==== Task data
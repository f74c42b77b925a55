//! Single-threaded reactor runtime.
//!
//! Readiness comes from mio (epoll on Linux, kqueue on macOS). On top of
//! that the runtime provides:
//! - `buffer`: bounded input fills and queued output
//! - `Connection`: per-client state bound to one `Protocol` handler
//! - `ConnectionRegistry`: the set of live connections
//! - `Server`: accept loop, chunked dispatch and teardown

mod buffer;
mod connection;
mod event_loop;
mod protocol;
mod transport;

#[cfg(test)]
pub(crate) mod testing;

pub use buffer::Fill;
pub use connection::{Connection, ConnectionId, ConnectionRegistry, Dispatch};
pub use event_loop::{CloseReason, Server, ShutdownHandle};
pub use protocol::{BasicFactory, NullProtocol, Protocol, ProtocolFactory};
pub use transport::Transport;

/// Smallest chunk handed to `data_received` when at least this many bytes
/// are buffered.
pub const MIN_CHUNK_SIZE: usize = 1024;

/// Largest chunk handed to `data_received`. Also the most input buffered
/// by a single fill.
pub const MAX_CHUNK_SIZE: usize = 16384;

/// Chunk size used to drain `available` buffered bytes.
///
/// Small reads are rounded up to `MIN_CHUNK_SIZE` so that a single chunk
/// covers them; large reads are split at `MAX_CHUNK_SIZE`.
pub fn chunk_size(available: usize) -> usize {
    available.clamp(MIN_CHUNK_SIZE, MAX_CHUNK_SIZE)
}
========
- [Problem to work on]
Write each entry out again, exactly as it reads above.

- [Answer for this exercise]
repository f74c42b77b925a55
//! Single-threaded reactor runtime.
//!
//! Readiness comes from mio (epoll on Linux, kqueue on macOS). On top of
//! that the runtime provides:
//! - `buffer`: bounded input fills and queued output
//! - `Connection`: per-client state bound to one `Protocol` handler
//! - `ConnectionRegistry`: the set of live connections
//! - `Server`: accept loop, chunked dispatch and teardown

mod buffer;
mod connection;
mod event_loop;
mod protocol;
mod transport;

#[cfg(test)]
pub(crate) mod testing;

pub use buffer::Fill;
pub use connection::{Connection, ConnectionId, ConnectionRegistry, Dispatch};
pub use event_loop::{CloseReason, Server, ShutdownHandle};
pub use protocol::{BasicFactory, NullProtocol, Protocol, ProtocolFactory};
pub use transport::Transport;

/// Smallest chunk handed to `data_received` when at least this many bytes
/// are buffered.
pub const MIN_CHUNK_SIZE: usize = 1024;

/// Largest chunk handed to `data_received`. Also the most input buffered
/// by a single fill.
pub const MAX_CHUNK_SIZE: usize = 16384;

/// Chunk size used to drain `available` buffered bytes.
///
/// Small reads are rounded up to `MIN_CHUNK_SIZE` so that a single chunk
/// covers them; large reads are split at `MAX_CHUNK_SIZE`.
pub fn chunk_size(available: usize) -> usize {
    available.clamp(MIN_CHUNK_SIZE, MAX_CHUNK_SIZE)
}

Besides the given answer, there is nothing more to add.